Work request ▸ Please give back, word for word, only the lines starting at the one containing "local adb executable" and ending at the one containing "pub fn from_tool(tool: &AdbTool)" within the material below.

The data ▸
......

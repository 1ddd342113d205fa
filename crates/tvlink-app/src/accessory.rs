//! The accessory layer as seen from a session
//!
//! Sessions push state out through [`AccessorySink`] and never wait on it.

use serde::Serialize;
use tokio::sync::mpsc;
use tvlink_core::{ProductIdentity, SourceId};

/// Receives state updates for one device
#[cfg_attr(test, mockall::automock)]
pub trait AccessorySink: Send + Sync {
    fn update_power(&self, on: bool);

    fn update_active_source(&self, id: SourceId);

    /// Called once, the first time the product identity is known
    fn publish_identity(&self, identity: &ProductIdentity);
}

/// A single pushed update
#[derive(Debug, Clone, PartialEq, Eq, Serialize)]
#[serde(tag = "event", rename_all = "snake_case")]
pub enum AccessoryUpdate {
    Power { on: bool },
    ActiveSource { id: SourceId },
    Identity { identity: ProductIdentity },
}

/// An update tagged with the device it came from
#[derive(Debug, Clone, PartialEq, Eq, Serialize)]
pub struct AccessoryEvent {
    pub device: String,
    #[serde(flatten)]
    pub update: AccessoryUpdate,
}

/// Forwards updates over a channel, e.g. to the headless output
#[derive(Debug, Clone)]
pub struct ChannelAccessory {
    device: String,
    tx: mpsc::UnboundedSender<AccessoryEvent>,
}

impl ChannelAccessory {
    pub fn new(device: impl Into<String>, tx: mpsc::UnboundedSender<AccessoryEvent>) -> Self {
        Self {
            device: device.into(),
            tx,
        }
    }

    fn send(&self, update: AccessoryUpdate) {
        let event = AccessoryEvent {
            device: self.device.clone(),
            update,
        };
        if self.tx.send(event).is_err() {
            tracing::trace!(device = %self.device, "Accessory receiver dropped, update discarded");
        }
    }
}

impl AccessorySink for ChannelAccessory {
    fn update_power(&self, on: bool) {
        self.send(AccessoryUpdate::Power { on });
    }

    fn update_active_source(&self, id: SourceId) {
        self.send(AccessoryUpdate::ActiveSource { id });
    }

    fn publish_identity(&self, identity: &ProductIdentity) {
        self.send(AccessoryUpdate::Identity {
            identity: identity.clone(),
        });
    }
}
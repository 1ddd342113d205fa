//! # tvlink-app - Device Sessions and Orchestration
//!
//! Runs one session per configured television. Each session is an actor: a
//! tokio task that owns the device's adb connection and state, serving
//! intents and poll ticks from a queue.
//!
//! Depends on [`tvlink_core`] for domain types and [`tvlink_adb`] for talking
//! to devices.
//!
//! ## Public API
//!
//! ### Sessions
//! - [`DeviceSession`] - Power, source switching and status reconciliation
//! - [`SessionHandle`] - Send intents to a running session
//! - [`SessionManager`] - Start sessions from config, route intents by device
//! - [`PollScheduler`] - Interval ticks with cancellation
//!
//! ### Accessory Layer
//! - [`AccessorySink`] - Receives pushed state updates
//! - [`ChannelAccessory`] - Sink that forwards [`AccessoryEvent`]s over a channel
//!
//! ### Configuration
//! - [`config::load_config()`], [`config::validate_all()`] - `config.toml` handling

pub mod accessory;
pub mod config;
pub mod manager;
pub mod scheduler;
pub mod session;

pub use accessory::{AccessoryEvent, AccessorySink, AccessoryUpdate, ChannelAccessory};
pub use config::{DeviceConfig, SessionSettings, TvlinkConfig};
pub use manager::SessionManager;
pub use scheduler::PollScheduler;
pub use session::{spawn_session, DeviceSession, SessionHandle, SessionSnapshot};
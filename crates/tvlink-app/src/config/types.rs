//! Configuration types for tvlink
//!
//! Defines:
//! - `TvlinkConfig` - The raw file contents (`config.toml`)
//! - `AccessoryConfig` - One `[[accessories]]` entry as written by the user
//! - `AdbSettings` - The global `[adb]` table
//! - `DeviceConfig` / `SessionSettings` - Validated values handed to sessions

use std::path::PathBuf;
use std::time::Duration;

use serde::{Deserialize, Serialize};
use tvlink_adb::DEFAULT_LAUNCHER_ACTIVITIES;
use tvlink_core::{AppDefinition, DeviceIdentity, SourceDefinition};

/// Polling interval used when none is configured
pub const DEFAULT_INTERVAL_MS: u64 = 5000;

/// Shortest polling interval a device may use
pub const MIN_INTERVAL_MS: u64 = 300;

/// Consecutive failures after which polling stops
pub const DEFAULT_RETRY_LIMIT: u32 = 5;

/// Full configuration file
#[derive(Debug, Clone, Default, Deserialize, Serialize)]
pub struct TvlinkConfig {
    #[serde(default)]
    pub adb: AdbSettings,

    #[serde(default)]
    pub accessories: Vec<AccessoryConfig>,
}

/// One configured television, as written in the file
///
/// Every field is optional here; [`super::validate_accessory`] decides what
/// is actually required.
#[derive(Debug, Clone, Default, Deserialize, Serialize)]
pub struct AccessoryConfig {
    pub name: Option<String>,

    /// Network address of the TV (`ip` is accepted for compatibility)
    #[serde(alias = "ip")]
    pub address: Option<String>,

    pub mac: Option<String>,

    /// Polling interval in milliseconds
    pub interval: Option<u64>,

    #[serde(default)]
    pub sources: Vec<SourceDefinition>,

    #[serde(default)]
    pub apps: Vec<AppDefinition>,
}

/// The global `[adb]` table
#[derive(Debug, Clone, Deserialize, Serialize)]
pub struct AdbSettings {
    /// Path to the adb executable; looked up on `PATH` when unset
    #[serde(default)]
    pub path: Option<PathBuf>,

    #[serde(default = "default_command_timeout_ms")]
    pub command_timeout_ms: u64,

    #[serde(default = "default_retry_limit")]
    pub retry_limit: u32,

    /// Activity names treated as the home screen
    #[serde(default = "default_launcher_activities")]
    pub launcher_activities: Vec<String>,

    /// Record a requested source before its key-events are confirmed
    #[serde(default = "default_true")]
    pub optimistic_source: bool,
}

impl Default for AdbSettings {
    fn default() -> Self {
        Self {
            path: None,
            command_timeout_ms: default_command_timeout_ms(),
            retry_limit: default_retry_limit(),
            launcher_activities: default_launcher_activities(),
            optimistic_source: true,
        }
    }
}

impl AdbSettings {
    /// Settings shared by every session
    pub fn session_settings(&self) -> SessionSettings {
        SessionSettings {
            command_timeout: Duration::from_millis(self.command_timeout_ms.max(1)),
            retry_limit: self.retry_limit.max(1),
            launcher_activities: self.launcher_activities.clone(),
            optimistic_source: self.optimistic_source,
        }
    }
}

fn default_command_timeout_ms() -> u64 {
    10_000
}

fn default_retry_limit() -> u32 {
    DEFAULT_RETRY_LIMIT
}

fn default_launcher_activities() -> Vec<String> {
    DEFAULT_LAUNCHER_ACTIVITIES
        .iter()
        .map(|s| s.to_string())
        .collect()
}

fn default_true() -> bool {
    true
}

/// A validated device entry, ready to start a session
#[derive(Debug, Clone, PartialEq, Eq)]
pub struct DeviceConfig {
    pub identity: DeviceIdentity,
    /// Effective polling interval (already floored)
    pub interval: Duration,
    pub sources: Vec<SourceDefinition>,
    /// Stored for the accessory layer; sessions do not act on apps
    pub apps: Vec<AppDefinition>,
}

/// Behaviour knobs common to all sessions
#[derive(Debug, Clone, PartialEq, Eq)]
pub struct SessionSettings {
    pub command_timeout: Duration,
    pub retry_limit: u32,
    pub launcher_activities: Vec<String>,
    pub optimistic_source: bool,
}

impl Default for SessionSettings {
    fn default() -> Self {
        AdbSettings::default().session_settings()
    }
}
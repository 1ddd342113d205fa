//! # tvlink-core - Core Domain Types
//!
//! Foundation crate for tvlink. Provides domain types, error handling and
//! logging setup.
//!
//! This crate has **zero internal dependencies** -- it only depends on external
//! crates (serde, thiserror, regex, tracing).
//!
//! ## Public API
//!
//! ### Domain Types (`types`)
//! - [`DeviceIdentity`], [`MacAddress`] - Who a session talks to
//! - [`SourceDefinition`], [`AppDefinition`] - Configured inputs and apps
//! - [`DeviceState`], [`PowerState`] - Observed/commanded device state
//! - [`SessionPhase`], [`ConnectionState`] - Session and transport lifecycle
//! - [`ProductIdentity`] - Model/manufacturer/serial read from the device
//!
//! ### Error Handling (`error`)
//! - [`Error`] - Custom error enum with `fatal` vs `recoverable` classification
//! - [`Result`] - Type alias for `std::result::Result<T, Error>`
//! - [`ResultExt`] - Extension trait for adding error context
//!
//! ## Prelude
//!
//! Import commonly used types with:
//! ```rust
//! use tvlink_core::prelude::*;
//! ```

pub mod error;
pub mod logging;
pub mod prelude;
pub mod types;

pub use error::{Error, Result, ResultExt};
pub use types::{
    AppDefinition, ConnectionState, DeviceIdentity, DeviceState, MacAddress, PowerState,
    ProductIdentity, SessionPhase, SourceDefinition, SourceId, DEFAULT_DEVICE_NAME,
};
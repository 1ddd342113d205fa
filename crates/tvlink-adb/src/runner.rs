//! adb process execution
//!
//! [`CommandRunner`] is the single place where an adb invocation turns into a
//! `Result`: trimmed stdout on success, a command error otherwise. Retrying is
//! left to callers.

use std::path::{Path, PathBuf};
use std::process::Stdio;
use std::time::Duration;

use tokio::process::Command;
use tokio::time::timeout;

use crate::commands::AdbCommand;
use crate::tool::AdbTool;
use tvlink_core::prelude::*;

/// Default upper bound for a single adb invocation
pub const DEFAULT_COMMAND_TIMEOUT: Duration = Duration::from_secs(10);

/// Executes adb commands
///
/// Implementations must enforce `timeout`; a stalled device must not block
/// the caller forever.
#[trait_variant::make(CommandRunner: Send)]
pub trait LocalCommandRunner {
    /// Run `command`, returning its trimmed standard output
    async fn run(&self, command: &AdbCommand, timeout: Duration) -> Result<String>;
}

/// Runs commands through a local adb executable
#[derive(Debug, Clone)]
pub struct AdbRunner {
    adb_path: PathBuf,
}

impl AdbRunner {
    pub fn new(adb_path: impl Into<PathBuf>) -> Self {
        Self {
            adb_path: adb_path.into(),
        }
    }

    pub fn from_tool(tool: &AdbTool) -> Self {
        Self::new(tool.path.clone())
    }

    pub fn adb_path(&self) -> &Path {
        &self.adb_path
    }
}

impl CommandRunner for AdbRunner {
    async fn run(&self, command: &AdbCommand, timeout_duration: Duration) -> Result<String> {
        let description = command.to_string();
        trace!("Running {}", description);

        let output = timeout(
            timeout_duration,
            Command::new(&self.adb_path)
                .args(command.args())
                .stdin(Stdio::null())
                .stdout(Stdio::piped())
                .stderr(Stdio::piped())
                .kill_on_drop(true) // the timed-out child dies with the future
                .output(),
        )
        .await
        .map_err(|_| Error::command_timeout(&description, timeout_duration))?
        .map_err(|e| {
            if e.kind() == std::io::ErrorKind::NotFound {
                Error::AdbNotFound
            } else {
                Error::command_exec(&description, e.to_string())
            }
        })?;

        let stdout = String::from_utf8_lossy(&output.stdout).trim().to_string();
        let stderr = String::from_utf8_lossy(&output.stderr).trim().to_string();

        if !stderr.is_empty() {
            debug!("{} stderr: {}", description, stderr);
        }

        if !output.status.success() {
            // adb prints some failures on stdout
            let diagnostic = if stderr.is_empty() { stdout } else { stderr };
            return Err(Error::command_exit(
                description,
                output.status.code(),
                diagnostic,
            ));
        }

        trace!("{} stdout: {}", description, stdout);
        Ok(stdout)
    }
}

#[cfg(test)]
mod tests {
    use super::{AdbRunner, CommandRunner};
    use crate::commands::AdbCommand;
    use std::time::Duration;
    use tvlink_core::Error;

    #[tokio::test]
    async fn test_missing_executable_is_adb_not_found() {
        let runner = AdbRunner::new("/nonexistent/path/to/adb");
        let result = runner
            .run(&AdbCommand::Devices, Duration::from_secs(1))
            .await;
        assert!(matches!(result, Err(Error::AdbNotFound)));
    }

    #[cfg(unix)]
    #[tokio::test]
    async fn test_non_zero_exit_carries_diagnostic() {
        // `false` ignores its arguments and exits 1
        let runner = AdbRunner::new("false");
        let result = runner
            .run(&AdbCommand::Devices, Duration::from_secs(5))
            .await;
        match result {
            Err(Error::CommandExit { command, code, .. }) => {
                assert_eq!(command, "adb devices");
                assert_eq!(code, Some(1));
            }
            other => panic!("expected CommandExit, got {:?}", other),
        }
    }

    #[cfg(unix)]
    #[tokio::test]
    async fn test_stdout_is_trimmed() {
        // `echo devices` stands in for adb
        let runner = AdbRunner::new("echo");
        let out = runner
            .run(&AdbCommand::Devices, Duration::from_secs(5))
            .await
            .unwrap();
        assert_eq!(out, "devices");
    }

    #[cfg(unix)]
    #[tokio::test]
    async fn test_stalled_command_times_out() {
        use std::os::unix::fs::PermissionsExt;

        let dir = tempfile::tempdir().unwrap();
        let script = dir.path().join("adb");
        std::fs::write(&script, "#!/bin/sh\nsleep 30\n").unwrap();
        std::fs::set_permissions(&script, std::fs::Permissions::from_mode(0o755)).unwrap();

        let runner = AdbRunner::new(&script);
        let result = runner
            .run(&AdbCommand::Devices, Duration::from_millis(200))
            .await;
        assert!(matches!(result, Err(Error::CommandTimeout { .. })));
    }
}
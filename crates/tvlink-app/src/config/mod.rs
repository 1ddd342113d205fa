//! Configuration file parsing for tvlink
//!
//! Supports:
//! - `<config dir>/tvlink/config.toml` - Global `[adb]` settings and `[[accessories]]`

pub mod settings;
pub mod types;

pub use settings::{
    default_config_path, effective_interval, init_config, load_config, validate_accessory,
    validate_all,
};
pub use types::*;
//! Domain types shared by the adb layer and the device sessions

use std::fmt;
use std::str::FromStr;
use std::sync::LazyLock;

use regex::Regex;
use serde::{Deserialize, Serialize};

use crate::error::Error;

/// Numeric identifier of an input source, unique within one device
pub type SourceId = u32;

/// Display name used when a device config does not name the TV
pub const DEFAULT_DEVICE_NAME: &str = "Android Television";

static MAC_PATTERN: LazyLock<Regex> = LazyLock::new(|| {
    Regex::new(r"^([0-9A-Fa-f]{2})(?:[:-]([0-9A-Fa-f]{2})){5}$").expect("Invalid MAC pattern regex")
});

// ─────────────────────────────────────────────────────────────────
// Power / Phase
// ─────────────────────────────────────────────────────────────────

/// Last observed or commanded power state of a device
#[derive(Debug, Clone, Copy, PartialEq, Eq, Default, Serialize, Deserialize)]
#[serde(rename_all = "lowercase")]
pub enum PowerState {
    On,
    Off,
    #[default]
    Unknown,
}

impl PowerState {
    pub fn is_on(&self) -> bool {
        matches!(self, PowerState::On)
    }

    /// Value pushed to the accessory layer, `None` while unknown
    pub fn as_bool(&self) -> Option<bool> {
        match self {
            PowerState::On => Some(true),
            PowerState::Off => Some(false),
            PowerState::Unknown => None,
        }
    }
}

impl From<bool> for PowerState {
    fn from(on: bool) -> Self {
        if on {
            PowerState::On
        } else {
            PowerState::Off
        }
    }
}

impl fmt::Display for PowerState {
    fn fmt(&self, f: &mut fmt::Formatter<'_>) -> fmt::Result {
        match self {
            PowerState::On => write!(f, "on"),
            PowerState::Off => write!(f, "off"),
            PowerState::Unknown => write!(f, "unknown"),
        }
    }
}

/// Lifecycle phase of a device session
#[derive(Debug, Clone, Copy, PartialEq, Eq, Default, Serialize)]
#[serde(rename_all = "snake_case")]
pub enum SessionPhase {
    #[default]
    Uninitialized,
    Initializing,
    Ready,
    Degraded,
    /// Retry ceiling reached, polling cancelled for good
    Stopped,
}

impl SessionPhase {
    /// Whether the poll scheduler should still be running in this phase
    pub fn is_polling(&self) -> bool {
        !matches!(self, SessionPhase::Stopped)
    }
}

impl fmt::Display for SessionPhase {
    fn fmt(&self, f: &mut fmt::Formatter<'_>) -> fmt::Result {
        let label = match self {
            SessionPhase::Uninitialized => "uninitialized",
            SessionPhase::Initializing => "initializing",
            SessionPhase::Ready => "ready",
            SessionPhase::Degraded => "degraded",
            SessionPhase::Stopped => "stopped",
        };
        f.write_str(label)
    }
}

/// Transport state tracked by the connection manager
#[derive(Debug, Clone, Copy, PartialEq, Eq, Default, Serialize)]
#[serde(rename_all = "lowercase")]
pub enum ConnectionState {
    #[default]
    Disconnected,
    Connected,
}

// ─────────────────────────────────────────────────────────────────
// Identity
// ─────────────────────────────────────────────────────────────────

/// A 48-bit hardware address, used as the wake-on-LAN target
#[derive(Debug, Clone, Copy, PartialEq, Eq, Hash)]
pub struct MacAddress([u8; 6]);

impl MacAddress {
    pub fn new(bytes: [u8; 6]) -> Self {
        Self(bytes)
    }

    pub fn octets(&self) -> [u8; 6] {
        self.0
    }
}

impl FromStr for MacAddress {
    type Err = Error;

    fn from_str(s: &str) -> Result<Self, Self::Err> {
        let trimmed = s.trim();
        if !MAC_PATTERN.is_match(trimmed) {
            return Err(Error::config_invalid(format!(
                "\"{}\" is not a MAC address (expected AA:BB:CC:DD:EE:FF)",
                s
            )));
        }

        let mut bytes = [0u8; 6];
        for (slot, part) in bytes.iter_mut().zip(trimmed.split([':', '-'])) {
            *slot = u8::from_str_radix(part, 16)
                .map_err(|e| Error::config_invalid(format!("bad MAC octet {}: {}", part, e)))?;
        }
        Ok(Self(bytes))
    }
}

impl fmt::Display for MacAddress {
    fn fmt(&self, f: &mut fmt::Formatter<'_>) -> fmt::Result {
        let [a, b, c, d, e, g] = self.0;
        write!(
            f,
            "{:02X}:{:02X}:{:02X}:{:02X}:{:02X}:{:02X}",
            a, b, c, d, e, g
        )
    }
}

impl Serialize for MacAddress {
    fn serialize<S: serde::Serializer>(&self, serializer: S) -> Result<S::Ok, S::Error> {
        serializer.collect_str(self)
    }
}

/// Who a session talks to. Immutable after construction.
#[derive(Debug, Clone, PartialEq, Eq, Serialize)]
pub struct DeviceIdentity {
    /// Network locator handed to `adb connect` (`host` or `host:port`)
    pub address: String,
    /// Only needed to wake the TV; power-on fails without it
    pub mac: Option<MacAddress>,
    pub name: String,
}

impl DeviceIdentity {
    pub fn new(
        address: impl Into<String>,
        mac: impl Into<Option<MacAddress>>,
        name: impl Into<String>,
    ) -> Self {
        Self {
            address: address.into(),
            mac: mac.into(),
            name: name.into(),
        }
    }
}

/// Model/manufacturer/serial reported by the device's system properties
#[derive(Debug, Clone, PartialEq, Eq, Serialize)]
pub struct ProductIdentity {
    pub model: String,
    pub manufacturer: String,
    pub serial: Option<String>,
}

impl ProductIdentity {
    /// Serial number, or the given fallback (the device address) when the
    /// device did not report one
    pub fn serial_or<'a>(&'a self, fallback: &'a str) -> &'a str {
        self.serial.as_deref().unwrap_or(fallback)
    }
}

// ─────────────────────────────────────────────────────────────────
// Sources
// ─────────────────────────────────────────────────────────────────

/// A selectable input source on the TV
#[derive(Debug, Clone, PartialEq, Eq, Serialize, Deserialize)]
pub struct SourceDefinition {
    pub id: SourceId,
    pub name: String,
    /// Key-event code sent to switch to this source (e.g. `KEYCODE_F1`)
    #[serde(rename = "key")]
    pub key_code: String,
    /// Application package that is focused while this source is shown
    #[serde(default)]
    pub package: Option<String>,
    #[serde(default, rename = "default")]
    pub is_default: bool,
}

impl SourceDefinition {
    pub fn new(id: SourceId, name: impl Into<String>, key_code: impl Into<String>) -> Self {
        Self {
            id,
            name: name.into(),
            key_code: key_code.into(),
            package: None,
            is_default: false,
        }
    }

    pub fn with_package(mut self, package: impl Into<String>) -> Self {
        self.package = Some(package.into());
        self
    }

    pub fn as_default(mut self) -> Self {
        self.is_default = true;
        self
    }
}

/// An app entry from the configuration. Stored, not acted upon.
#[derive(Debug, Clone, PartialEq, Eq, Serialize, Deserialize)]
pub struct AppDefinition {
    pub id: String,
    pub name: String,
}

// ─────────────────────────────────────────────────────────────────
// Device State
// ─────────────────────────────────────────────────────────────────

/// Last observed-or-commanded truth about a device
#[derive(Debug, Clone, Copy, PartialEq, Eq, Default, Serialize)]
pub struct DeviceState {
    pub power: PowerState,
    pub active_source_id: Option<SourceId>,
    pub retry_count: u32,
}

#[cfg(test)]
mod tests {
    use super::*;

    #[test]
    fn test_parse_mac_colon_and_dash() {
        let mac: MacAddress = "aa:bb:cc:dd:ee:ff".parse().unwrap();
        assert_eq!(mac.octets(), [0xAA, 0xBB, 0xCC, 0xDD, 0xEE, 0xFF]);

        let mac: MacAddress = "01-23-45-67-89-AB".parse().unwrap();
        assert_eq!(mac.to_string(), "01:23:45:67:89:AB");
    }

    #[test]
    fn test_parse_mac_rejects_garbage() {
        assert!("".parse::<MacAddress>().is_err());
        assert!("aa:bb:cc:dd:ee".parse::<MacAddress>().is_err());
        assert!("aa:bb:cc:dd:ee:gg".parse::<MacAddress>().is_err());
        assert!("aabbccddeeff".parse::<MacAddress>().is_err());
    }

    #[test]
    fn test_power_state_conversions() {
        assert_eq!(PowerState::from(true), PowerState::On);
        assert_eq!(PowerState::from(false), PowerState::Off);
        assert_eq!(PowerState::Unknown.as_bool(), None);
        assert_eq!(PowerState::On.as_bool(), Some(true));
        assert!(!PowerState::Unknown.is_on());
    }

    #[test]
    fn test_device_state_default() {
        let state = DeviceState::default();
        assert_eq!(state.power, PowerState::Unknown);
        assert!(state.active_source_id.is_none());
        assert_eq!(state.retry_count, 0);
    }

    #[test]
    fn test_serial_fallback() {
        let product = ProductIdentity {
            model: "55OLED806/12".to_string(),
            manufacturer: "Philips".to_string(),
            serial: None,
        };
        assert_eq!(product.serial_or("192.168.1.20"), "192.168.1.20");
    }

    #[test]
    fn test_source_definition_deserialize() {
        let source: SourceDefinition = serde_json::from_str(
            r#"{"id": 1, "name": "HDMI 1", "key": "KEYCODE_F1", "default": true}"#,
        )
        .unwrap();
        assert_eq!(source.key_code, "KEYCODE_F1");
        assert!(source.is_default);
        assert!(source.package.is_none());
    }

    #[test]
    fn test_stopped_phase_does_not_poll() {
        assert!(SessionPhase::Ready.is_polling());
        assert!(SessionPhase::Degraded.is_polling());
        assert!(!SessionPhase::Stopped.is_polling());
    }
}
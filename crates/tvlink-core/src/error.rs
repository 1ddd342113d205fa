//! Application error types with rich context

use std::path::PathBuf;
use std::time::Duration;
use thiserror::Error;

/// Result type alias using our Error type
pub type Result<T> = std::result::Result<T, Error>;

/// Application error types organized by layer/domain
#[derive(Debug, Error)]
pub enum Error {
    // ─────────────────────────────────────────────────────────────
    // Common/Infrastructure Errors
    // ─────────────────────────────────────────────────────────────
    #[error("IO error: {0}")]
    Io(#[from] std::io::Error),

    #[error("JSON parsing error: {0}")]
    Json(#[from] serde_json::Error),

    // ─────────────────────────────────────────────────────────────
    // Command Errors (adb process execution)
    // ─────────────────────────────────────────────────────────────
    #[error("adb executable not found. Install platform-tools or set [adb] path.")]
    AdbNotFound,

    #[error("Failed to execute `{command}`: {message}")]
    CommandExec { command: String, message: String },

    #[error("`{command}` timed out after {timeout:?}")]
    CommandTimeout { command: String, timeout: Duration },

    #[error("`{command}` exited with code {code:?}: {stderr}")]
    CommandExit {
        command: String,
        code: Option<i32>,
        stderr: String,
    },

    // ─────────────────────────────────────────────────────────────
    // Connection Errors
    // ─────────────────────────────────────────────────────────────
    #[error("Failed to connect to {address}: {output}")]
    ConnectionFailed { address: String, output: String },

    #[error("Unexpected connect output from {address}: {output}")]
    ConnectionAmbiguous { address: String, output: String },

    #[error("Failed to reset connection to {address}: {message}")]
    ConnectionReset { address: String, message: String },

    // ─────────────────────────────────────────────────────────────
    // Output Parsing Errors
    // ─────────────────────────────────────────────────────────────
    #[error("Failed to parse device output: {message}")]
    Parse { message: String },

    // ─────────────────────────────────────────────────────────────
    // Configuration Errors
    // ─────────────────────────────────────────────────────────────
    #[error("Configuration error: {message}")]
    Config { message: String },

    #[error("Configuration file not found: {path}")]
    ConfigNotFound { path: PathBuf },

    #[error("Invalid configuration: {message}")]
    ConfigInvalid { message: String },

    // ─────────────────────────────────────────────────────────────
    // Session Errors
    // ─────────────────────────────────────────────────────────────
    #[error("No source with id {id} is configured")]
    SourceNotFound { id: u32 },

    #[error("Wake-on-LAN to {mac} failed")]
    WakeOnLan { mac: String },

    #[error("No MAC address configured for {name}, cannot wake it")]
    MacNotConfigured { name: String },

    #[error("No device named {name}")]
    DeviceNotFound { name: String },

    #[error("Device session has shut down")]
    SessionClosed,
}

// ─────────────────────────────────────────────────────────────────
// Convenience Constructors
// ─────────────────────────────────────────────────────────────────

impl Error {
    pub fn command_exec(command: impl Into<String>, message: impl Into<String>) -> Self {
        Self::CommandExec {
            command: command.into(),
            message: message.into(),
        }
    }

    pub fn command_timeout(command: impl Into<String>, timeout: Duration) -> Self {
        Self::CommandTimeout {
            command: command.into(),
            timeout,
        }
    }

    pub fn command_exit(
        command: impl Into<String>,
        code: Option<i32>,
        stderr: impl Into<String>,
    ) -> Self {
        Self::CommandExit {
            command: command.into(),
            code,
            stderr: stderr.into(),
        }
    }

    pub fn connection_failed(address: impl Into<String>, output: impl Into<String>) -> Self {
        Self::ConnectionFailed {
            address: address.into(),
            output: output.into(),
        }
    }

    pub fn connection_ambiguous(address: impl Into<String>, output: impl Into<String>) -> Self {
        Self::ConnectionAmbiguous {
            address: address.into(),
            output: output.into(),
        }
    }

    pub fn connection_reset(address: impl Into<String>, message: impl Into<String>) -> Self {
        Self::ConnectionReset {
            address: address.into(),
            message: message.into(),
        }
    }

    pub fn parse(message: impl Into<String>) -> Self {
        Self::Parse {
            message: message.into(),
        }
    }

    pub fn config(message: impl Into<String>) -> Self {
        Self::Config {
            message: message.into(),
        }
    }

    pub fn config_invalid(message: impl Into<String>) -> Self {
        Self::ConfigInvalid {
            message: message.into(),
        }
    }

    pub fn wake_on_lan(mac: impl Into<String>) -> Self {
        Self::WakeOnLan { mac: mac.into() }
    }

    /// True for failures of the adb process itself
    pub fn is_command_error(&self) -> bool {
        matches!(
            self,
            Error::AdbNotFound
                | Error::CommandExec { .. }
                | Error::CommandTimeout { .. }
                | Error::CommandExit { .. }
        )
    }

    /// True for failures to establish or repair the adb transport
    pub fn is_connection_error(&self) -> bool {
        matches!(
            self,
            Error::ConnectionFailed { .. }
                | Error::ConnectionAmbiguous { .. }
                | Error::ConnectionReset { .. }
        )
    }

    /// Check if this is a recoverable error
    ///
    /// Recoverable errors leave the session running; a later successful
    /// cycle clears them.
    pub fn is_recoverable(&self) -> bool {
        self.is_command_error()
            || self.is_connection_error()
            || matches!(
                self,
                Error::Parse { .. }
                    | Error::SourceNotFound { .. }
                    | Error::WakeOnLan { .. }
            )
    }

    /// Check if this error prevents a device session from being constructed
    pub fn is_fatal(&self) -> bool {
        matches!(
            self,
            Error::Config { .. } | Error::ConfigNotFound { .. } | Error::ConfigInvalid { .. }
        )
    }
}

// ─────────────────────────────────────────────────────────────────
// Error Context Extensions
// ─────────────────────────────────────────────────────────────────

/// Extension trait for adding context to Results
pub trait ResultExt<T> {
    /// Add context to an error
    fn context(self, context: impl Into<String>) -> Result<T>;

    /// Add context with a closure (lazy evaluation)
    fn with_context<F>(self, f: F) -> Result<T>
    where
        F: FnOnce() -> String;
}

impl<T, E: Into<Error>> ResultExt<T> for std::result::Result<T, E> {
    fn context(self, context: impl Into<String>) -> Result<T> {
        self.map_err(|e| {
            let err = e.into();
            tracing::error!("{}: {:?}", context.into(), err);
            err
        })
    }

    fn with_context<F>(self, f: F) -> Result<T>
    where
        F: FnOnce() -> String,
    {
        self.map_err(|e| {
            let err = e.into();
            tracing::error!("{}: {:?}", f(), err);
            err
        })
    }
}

......

Result of this exercise ▸
/// Runs commands through a local adb executable
#[derive(Debug, Clone)]
pub struct AdbRunner {
    adb_path: PathBuf,
}

impl AdbRunner {
    pub fn new(adb_path: impl Into<PathBuf>) -> Self {
        Self {
            adb_path: adb_path.into(),
        }
    }

    pub fn from_tool(tool: &AdbTool) -> Self {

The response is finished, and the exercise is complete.